La capitale était une ville bien gaie, grâce à la quantité de touristes réglementairement pourvus de passes vaxinaux ; mais un jour il y vint aussi deux fripons qui se donnèrent pour des macs de l’institut Quinesait. Cet institut avait été fondé par un vieux druide, DJ Hrraoutt, exilé du royaume de Franconnerie pour charlasatanisme par l’empereur Chloro Quint, à la demande du pape Véreux Ier de la Sainte-Incorruption. Sous le nouveau nom de Marabout Love ben Zebulon, le druide DJ Hrraoutt dispensait son savoir à l’université de Quinesait où nos deux macs, Idriss Haber-Canus & Juan Brancolini, avaient assidûment suivi ses séminaires d’ingénierie espéciale. Ces deux écornifleurs déclarèrent être en mesure de générer la plus magnifique vieille peau du monde, sous la forme d’une outre à apparence humaine. Non seulement les pores & les perruques en seraient extraordinairement fins, mais les vioques confectionnées avec cette peau posséderaient une qualité merveilleuse : elles deviendraient masculines pour toute personne qui aurait l’esprit trop complotiste ou antivax, qui mériterait alors d’être suspendue de son emploi. En outre, avec le surplus de peau, on pourrait relier des livres qui envoûteraient le lecteur au point de lui faire croire n’importe quel baratin contenu dans la substantificque moelle entre les pages.
« C’est une vieille peau impayable, pensa le jeune Trou-Duc ; grâce à iel, je pourrai débusquer les incapables de mon gouvernement : je saurai distinguer les premiers de cordée des gueux. Oui, cette vieille peau m’est indispensable. J’ai l’âge de me passer du « Couguar Hey, pad ! » et même de Mimi Makrel. »
Puis il avança aux deux macs de Quinesait une forte commission en éphèbes & jeunes vierges, afin qu’ils pussent commencer immédiatement leur tannage & autres délicates opérations de bibliopégie anthropodermique.
Ils édifièrent en effet une tannerie, et firent semblant de travailler, quoiqu’il n’y eût absolument rien dans la Golette, ainsi nommaient-ils la cuve magique où se concoctait la peau miraculeuse de la vieille cocotte. Sans cesse ils demandaient des vierges & des éphèbes ; mais ils expédiaient tout cela dans leur île de Petite-Saint-Jacques, travaillant jusqu’au milieu de la nuit dans la Golette vide.
« Il faut cependant que je sache où ils en sont, » se dit le jeune Trou-Duc.

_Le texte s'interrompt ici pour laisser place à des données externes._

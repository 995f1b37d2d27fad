use super::{Alignment, OrderedContainer};
use crate::component::ComponentId;
use crate::error::ToolkitError;
use std::collections::HashMap;

#[derive(Debug, Clone, Copy, PartialEq, Eq, Hash)]
pub enum Orientation {
    Vertical,
    Horizontal,
}

/// A vertical or horizontal box layout.
#[derive(Debug, Clone, PartialEq)]
pub struct OrderedLayout {
    orientation: Orientation,
    components: Vec<ComponentId>,
    alignments: HashMap<ComponentId, Alignment>,
    expand_ratios: HashMap<ComponentId, f32>,
}

impl OrderedLayout {
    pub fn new(orientation: Orientation) -> OrderedLayout {
        OrderedLayout {
            orientation,
            components: Vec::new(),
            alignments: HashMap::new(),
            expand_ratios: HashMap::new(),
        }
    }

    pub fn vertical() -> OrderedLayout {
        OrderedLayout::new(Orientation::Vertical)
    }

    pub fn horizontal() -> OrderedLayout {
        OrderedLayout::new(Orientation::Horizontal)
    }

    pub fn orientation(&self) -> Orientation {
        self.orientation
    }

    pub fn components(&self) -> &[ComponentId] {
        &self.components
    }

    pub fn alignment_of(&self, component: ComponentId) -> Option<Alignment> {
        self.alignments.get(&component).copied()
    }

    /// Expand ratio of a component; zero if never set.
    pub fn expand_ratio_of(&self, component: ComponentId) -> f32 {
        self.expand_ratios.get(&component).copied().unwrap_or(0.)
    }

    fn check_member(&self, component: ComponentId) -> Result<(), ToolkitError> {
        if self.components.contains(&component) {
            Ok(())
        } else {
            Err(ToolkitError::UnknownComponent(component))
        }
    }
}

impl OrderedContainer for OrderedLayout {
    fn add_component(&mut self, component: ComponentId) {
        self.components.retain(|c| *c != component);
        self.components.push(component);
    }

    fn set_component_alignment(
        &mut self,
        component: ComponentId,
        alignment: Alignment,
    ) -> Result<(), ToolkitError> {
        self.check_member(component)?;
        self.alignments.insert(component, alignment);
        Ok(())
    }

    fn set_expand_ratio(
        &mut self,
        component: ComponentId,
        ratio: f32,
    ) -> Result<(), ToolkitError> {
        self.check_member(component)?;
        self.expand_ratios.insert(component, ratio);
        Ok(())
    }
}
use super::TabContainer;
use crate::component::ComponentId;

#[derive(Debug, Clone, PartialEq, Eq)]
pub struct Tab {
    pub component: ComponentId,
    pub caption: String,
}

/// A tabbed container; tabs keep the order they were added in.
#[derive(Debug, Clone, PartialEq, Eq, Default)]
pub struct TabSheet {
    tabs: Vec<Tab>,
}

impl TabSheet {
    pub fn new() -> TabSheet {
        TabSheet::default()
    }

    pub fn tabs(&self) -> &[Tab] {
        &self.tabs
    }
}

impl TabContainer for TabSheet {
    fn add_tab(&mut self, component: ComponentId, caption: &str) -> usize {
        self.tabs.push(Tab {
            component,
            caption: caption.to_string(),
        });
        self.tabs.len() - 1
    }
}
//! Container interfaces and the in-memory reference toolkit.
//!
//! Factories only talk to containers through the traits in this module. The structs here record
//! exactly the state the traits expose, which is enough to build and inspect a component tree
//! without a windowing system.

use crate::component::ComponentId;
use crate::error::ToolkitError;

mod grid;
mod ordered;
mod tab_sheet;

pub use grid::{GridCell, GridLayout};
pub use ordered::{OrderedLayout, Orientation};
pub use tab_sheet::{Tab, TabSheet};

/// Alignment of a component inside the slot its container gives it.
#[derive(Debug, Clone, Copy, PartialEq, Eq, Hash)]
pub enum Alignment {
    TopLeft,
    TopCenter,
    TopRight,
    MiddleLeft,
    MiddleCenter,
    MiddleRight,
    BottomLeft,
    BottomCenter,
    BottomRight,
}

impl Default for Alignment {
    fn default() -> Alignment {
        Alignment::TopLeft
    }
}

/// A container that places components on a grid of cells.
pub trait GridContainer {
    fn rows(&self) -> u32;
    fn set_rows(&mut self, rows: u32);
    fn columns(&self) -> u32;
    fn set_columns(&mut self, columns: u32);

    /// Places a component in a single cell.
    fn add_component(&mut self, component: ComponentId, col: u32, row: u32)
        -> Result<(), ToolkitError>;

    /// Places a component over an area; both corners are inclusive.
    fn add_component_spanning(
        &mut self,
        component: ComponentId,
        col1: u32,
        row1: u32,
        col2: u32,
        row2: u32,
    ) -> Result<(), ToolkitError>;

    fn set_component_alignment(
        &mut self,
        component: ComponentId,
        alignment: Alignment,
    ) -> Result<(), ToolkitError>;

    fn set_row_expand_ratio(&mut self, row: u32, ratio: f32);
    fn set_column_expand_ratio(&mut self, col: u32, ratio: f32);
}

/// A container that shows one component per tab.
pub trait TabContainer {
    /// Appends a tab and returns its position.
    fn add_tab(&mut self, component: ComponentId, caption: &str) -> usize;
}

/// A container that lays out components in a single row or column.
pub trait OrderedContainer {
    fn add_component(&mut self, component: ComponentId);

    fn set_component_alignment(
        &mut self,
        component: ComponentId,
        alignment: Alignment,
    ) -> Result<(), ToolkitError>;

    fn set_expand_ratio(&mut self, component: ComponentId, ratio: f32)
        -> Result<(), ToolkitError>;
}

/// A plain text leaf.
#[derive(Debug, Clone, PartialEq, Eq, Default)]
pub struct Label {
    pub text: String,
}

impl Label {
    pub fn new(text: impl Into<String>) -> Label {
        Label { text: text.into() }
    }
}
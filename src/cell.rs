//! Grid cell areas.

use cgmath::{Point2, Vector2};

/// A rectangular block of grid cells.
///
/// `x` is the column axis and `y` is the row axis.
#[derive(Debug, Clone, Copy, PartialEq, Eq, Hash)]
pub struct CellArea {
    /// Top left cell.
    pub origin: Point2<u32>,

    /// Number of columns and rows covered; never less than one on either axis.
    pub span: Vector2<u32>,
}

impl CellArea {
    /// Creates a new area. Spans below one are clamped to one.
    pub fn new(origin: Point2<u32>, span: Vector2<u32>) -> CellArea {
        CellArea {
            origin,
            span: Vector2::new(span.x.max(1), span.y.max(1)),
        }
    }

    /// A single cell.
    pub fn single(col: u32, row: u32) -> CellArea {
        CellArea::new(Point2::new(col, row), Vector2::new(1, 1))
    }

    /// An area between two inclusive corners, in any order.
    pub fn from_corners(col1: u32, row1: u32, col2: u32, row2: u32) -> CellArea {
        let (c1, c2) = (col1.min(col2), col1.max(col2));
        let (r1, r2) = (row1.min(row2), row1.max(row2));
        CellArea::new(Point2::new(c1, r1), Vector2::new(c2 - c1 + 1, r2 - r1 + 1))
    }

    pub fn col(&self) -> u32 {
        self.origin.x
    }

    pub fn row(&self) -> u32 {
        self.origin.y
    }

    pub fn col_span(&self) -> u32 {
        self.span.x
    }

    pub fn row_span(&self) -> u32 {
        self.span.y
    }

    /// Bottom right cell, inclusive.
    pub fn end(&self) -> Point2<u32> {
        self.origin + (self.span - Vector2::new(1, 1))
    }

    /// Returns true if the area covers more than one cell.
    pub fn is_spanning(&self) -> bool {
        self.span.x > 1 || self.span.y > 1
    }

    /// Returns true if the cell is inside the area.
    pub fn contains(&self, col: u32, row: u32) -> bool {
        let end = self.end();
        col >= self.origin.x && row >= self.origin.y && col <= end.x && row <= end.y
    }

    /// Returns true if the two areas share at least one cell.
    pub fn intersects(&self, other: CellArea) -> bool {
        let own_end = self.end();
        let other_end = other.end();

        self.origin.x <= other_end.x
            && self.origin.y <= other_end.y
            && other.origin.x <= own_end.x
            && other.origin.y <= own_end.y
    }
}

#[test]
fn test_spans_are_clamped() {
    let area = CellArea::new(Point2::new(2, 3), Vector2::new(0, 0));
    assert_eq!(area.span, Vector2::new(1, 1));
    assert_eq!(area.end(), Point2::new(2, 3));
    assert!(!area.is_spanning());
}

#[test]
fn test_corners_are_inclusive() {
    let area = CellArea::from_corners(3, 1, 1, 2);
    assert_eq!(area.origin, Point2::new(1, 1));
    assert_eq!(area.span, Vector2::new(3, 2));
    assert_eq!(area.end(), Point2::new(3, 2));
    assert!(area.contains(3, 2));
    assert!(!area.contains(4, 2));
}

#[test]
fn test_intersection() {
    let a = CellArea::from_corners(0, 0, 1, 1);
    assert!(a.intersects(CellArea::single(1, 1)));
    assert!(!a.intersects(CellArea::single(2, 0)));
    assert!(CellArea::single(2, 0).intersects(CellArea::from_corners(0, 0, 3, 0)));
}
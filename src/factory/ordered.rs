use super::{invalid_parent, ElementFactory};
use crate::codec::{parse_alignment, parse_expand_ratio};
use crate::component::{Component, ComponentKind};
use crate::error::FactoryError;
use crate::params;
use crate::toolkit::{OrderedContainer, Orientation};
use crate::tree::{NodeId, VisualTree};

/// Appends children to a vertical or horizontal layout.
///
/// Each instance serves exactly one orientation.
#[derive(Debug, Clone, Copy)]
pub struct OrderedLayoutFactory {
    orientation: Orientation,
}

impl OrderedLayoutFactory {
    pub fn vertical() -> OrderedLayoutFactory {
        OrderedLayoutFactory {
            orientation: Orientation::Vertical,
        }
    }

    pub fn horizontal() -> OrderedLayoutFactory {
        OrderedLayoutFactory {
            orientation: Orientation::Horizontal,
        }
    }

    fn kind(&self) -> ComponentKind {
        match self.orientation {
            Orientation::Vertical => ComponentKind::VerticalLayout,
            Orientation::Horizontal => ComponentKind::HorizontalLayout,
        }
    }
}

impl ElementFactory for OrderedLayoutFactory {
    fn class_name(&self) -> &'static str {
        self.kind().class_name()
    }

    fn add_component_to_parent(
        &self,
        tree: &mut VisualTree,
        parent: NodeId,
        child: NodeId,
    ) -> Result<(), FactoryError> {
        let child_node = tree.get(child)?;
        let component = child_node.component_id();
        let alignment = parse_alignment(child_node.get_additional_parameter(params::ALIGNMENT, ""));
        let ratio = if child_node.has_additional_parameter(params::EXPAND_RATIO) {
            Some(parse_expand_ratio(
                child_node.get_additional_parameter(params::EXPAND_RATIO, ""),
            ))
        } else {
            None
        };

        let parent_node = tree.get_mut(parent)?;
        if parent_node.component().kind() != self.kind() {
            return Err(invalid_parent(self.kind(), parent_node.component()));
        }
        let layout = match parent_node.component_mut() {
            Component::OrderedLayout(layout) => layout,
            other => return Err(invalid_parent(self.kind(), other)),
        };

        layout.add_component(component);
        layout.set_component_alignment(component, alignment)?;
        if let Some(ratio) = ratio {
            layout.set_expand_ratio(component, ratio)?;
        }
        tracing::debug!("appended {} to {}", child, parent);
        Ok(())
    }
}

#[cfg(test)]
use crate::toolkit::{Alignment, Label, OrderedLayout};

#[test]
fn test_appends_with_alignment_and_ratio() {
    let mut tree = VisualTree::new();
    let root = tree.set_root(OrderedLayout::vertical());
    let a = tree.add_child(root, Label::new("a")).unwrap();
    let b = tree.add_child(root, Label::new("b")).unwrap();
    tree.set_parameter(a, params::ALIGNMENT, "bottom_right").unwrap();
    tree.set_parameter(a, params::EXPAND_RATIO, "1.5").unwrap();

    let factory = OrderedLayoutFactory::vertical();
    factory.add_component_to_parent(&mut tree, root, a).unwrap();
    factory.add_component_to_parent(&mut tree, root, b).unwrap();

    let (ida, idb) = (
        tree.get(a).unwrap().component_id(),
        tree.get(b).unwrap().component_id(),
    );
    match tree.get(root).unwrap().component() {
        Component::OrderedLayout(layout) => {
            assert_eq!(layout.components(), &[ida, idb]);
            assert_eq!(layout.alignment_of(ida), Some(Alignment::BottomRight));
            assert_eq!(layout.alignment_of(idb), Some(Alignment::TopLeft));
            assert_eq!(layout.expand_ratio_of(ida), 1.5);
            assert_eq!(layout.expand_ratio_of(idb), 0.0);
        }
        other => panic!("expected an ordered layout, got {:?}", other),
    }
}

#[test]
fn test_orientation_must_match() {
    let mut tree = VisualTree::new();
    let root = tree.set_root(OrderedLayout::horizontal());
    let child = tree.add_child(root, Label::default()).unwrap();

    let factory = OrderedLayoutFactory::vertical();
    assert!(!factory.is_class_supported_for_element_factory("perch.ui.HorizontalLayout"));
    assert_eq!(
        factory.add_component_to_parent(&mut tree, root, child),
        Err(FactoryError::InvalidParentKind {
            expected: "perch.ui.VerticalLayout",
            actual: "perch.ui.HorizontalLayout",
        })
    );
}
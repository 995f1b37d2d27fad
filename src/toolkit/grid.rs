use super::{Alignment, GridContainer};
use crate::cell::CellArea;
use crate::component::ComponentId;
use crate::error::ToolkitError;
use std::collections::{BTreeMap, HashMap};

/// A component placed on the grid.
#[derive(Debug, Clone, Copy, PartialEq)]
pub struct GridCell {
    pub component: ComponentId,
    pub area: CellArea,
}

/// A grid layout.
///
/// Occupancy is not exclusive: placing a component over an occupied cell is allowed, and the most
/// recent placement wins for lookups.
#[derive(Debug, Clone, PartialEq)]
pub struct GridLayout {
    columns: u32,
    rows: u32,
    cells: Vec<GridCell>,
    alignments: HashMap<ComponentId, Alignment>,
    row_expand_ratios: BTreeMap<u32, f32>,
    column_expand_ratios: BTreeMap<u32, f32>,
}

impl Default for GridLayout {
    fn default() -> GridLayout {
        GridLayout::new(1, 1)
    }
}

impl GridLayout {
    /// Creates an empty grid. Both dimensions are at least one.
    pub fn new(columns: u32, rows: u32) -> GridLayout {
        GridLayout {
            columns: columns.max(1),
            rows: rows.max(1),
            cells: Vec::new(),
            alignments: HashMap::new(),
            row_expand_ratios: BTreeMap::new(),
            column_expand_ratios: BTreeMap::new(),
        }
    }

    /// Placed components in insertion order.
    pub fn cells(&self) -> &[GridCell] {
        &self.cells
    }

    /// The area a component occupies.
    pub fn area_of(&self, component: ComponentId) -> Option<CellArea> {
        self.cells
            .iter()
            .find(|cell| cell.component == component)
            .map(|cell| cell.area)
    }

    /// The most recently placed component covering a cell.
    pub fn component_at(&self, col: u32, row: u32) -> Option<ComponentId> {
        self.cells
            .iter()
            .rev()
            .find(|cell| cell.area.contains(col, row))
            .map(|cell| cell.component)
    }

    pub fn alignment_of(&self, component: ComponentId) -> Option<Alignment> {
        self.alignments.get(&component).copied()
    }

    /// Expand ratio of a row; zero if never set.
    pub fn row_expand_ratio(&self, row: u32) -> f32 {
        self.row_expand_ratios.get(&row).copied().unwrap_or(0.)
    }

    /// Expand ratio of a column; zero if never set.
    pub fn column_expand_ratio(&self, col: u32) -> f32 {
        self.column_expand_ratios.get(&col).copied().unwrap_or(0.)
    }

    fn place(&mut self, component: ComponentId, area: CellArea) -> Result<(), ToolkitError> {
        let end = area.end();
        if end.x >= self.columns || end.y >= self.rows {
            return Err(ToolkitError::OutOfBounds {
                col1: area.col(),
                row1: area.row(),
                col2: end.x,
                row2: end.y,
                columns: self.columns,
                rows: self.rows,
            });
        }

        // re-adding moves the component
        self.cells.retain(|cell| cell.component != component);
        self.cells.push(GridCell { component, area });
        Ok(())
    }
}

impl GridContainer for GridLayout {
    fn rows(&self) -> u32 {
        self.rows
    }

    fn set_rows(&mut self, rows: u32) {
        self.rows = rows.max(1);
    }

    fn columns(&self) -> u32 {
        self.columns
    }

    fn set_columns(&mut self, columns: u32) {
        self.columns = columns.max(1);
    }

    fn add_component(
        &mut self,
        component: ComponentId,
        col: u32,
        row: u32,
    ) -> Result<(), ToolkitError> {
        self.place(component, CellArea::single(col, row))
    }

    fn add_component_spanning(
        &mut self,
        component: ComponentId,
        col1: u32,
        row1: u32,
        col2: u32,
        row2: u32,
    ) -> Result<(), ToolkitError> {
        self.place(component, CellArea::from_corners(col1, row1, col2, row2))
    }

    fn set_component_alignment(
        &mut self,
        component: ComponentId,
        alignment: Alignment,
    ) -> Result<(), ToolkitError> {
        if self.area_of(component).is_none() {
            return Err(ToolkitError::UnknownComponent(component));
        }
        self.alignments.insert(component, alignment);
        Ok(())
    }

    fn set_row_expand_ratio(&mut self, row: u32, ratio: f32) {
        self.row_expand_ratios.insert(row, ratio);
    }

    fn set_column_expand_ratio(&mut self, col: u32, ratio: f32) {
        self.column_expand_ratios.insert(col, ratio);
    }
}

#[test]
fn test_rejects_areas_outside_bounds() {
    let mut grid = GridLayout::new(2, 1);
    let id = ComponentId::new();
    let err = grid.add_component_spanning(id, 1, 0, 3, 0).unwrap_err();
    assert_eq!(
        err,
        ToolkitError::OutOfBounds {
            col1: 1,
            row1: 0,
            col2: 3,
            row2: 0,
            columns: 2,
            rows: 1,
        }
    );
    assert!(grid.cells().is_empty());
}

#[test]
fn test_overlapping_placements_are_allowed() {
    let mut grid = GridLayout::new(2, 2);
    let (a, b) = (ComponentId::new(), ComponentId::new());
    grid.add_component_spanning(a, 0, 0, 1, 1).unwrap();
    grid.add_component(b, 1, 1).unwrap();
    assert_eq!(grid.component_at(0, 0), Some(a));
    assert_eq!(grid.component_at(1, 1), Some(b));
    assert_eq!(grid.cells().len(), 2);
}

#[test]
fn test_alignment_requires_membership() {
    let mut grid = GridLayout::default();
    let id = ComponentId::new();
    assert_eq!(
        grid.set_component_alignment(id, Alignment::BottomRight),
        Err(ToolkitError::UnknownComponent(id))
    );
    grid.add_component(id, 0, 0).unwrap();
    grid.set_component_alignment(id, Alignment::BottomRight).unwrap();
    assert_eq!(grid.alignment_of(id), Some(Alignment::BottomRight));
}
use chrono::{DateTime, Utc};
use serde::{Deserialize, Serialize};
use uuid::Uuid;

use crate::money::{Apy, Money};
use crate::types::{LoanId, PartyId};

/// all events the ledger can emit
#[derive(Debug, Clone, PartialEq, Serialize, Deserialize)]
pub enum Event {
    LoanCreated {
        loan_id: LoanId,
        lender: PartyId,
        borrower: PartyId,
        principal: Money,
        apy: Apy,
        duration_seconds: u64,
        start_time: i64,
    },
    PaymentReceived {
        loan_id: LoanId,
        reference: Uuid,
        amount: Money,
        paid_amount: Money,
        remaining: Money,
        timestamp: DateTime<Utc>,
    },
    LoanClosed {
        loan_id: LoanId,
        total_paid: Money,
        timestamp: DateTime<Utc>,
    },
}

/// event store for collecting events during operations
///
/// interior locking so a shared ledger can emit from any thread
#[derive(Debug, Default)]
pub struct EventStore {
    events: std::sync::Mutex<Vec<Event>>,
}

impl EventStore {
    pub fn new() -> Self {
        Self::default()
    }

    pub fn emit(&self, event: Event) {
        self.lock().push(event);
    }

    /// drain all collected events
    pub fn take_events(&self) -> Vec<Event> {
        std::mem::take(&mut *self.lock())
    }

    /// copy of the collected events without draining
    pub fn snapshot(&self) -> Vec<Event> {
        self.lock().clone()
    }

    pub fn clear(&self) {
        self.lock().clear();
    }

    fn lock(&self) -> std::sync::MutexGuard<'_, Vec<Event>> {
        self.events.lock().unwrap_or_else(|poisoned| poisoned.into_inner())
    }
}

#[cfg(test)]
mod tests {
    use super::*;

    #[test]
    fn test_take_events_drains_store() {
        let store = EventStore::new();
        store.emit(Event::LoanClosed {
            loan_id: LoanId::from_bytes([1; 32]),
            total_paid: Money::from_units(100),
            timestamp: Utc::now(),
        });

        assert_eq!(store.snapshot().len(), 1);
        assert_eq!(store.take_events().len(), 1);
        assert!(store.take_events().is_empty());
    }
}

Mais il se sentait le cœur serré en pensant que les personnes à l’esprit trop complotiste ou antivax ne pourraient voir qu’un vieux macaque dans la merveilleuse couguar qu’il guignait. Ce n’était pas qu’il doutât de lui-même ; toutefois il jugea à propos d’envoyer quelqu’un en éclaireur pour examiner le tannage des peaux de vierges & d’éphèbes. Tous les habitants de la ville connaissaient la qualité merveilleuse de la vieille peau, et tous brûlaient d’impatience de savoir combien leur voisin était complotiste, voire antivax, et méritait d’être suspendu de son emploi.
« Je vais envoyer aux tanneurs mon bon jeune porte-péteux, pensa le jeune Trou-Duc, c’est lui qui peut le mieux juger les vieilles peaux ; il se distingue autant par son arrivisme que par sa psychopathicité. »
L’arriviste jeune porte-péteux entra dans la salle où les deux imposteurs s’activaient dans la Golette vide.
« Bon Satan ! pensa-t-il en ouvrant de grands yeux, je ne vois qu’un vieux macaque dans la cuve. » Mais il n’en dit mot.
L’expérience de Asch, selon le druide de l’institut Quinesait. © IHU Méditerranée – infection, 22 janvier 2022.
Les deux tanneurs l’invitèrent à s’approcher. Ils lui proposèrent un joint de Asch en provenance directe de l’institut Quinesait, et lui demandèrent comment il trouvait le grain de la peau & le fond de teint. En même temps ils montrèrent leur Golette, et le jeune porte-péteux y fixa ses regards. Il aspira profondément sur le joint de Asch ; un grand raout se fit en lui, mais il ne vit rien qu’un vieux macaque, par la raison bien simple qu’il n’y avait qu’un vieux macaque dans la cuve.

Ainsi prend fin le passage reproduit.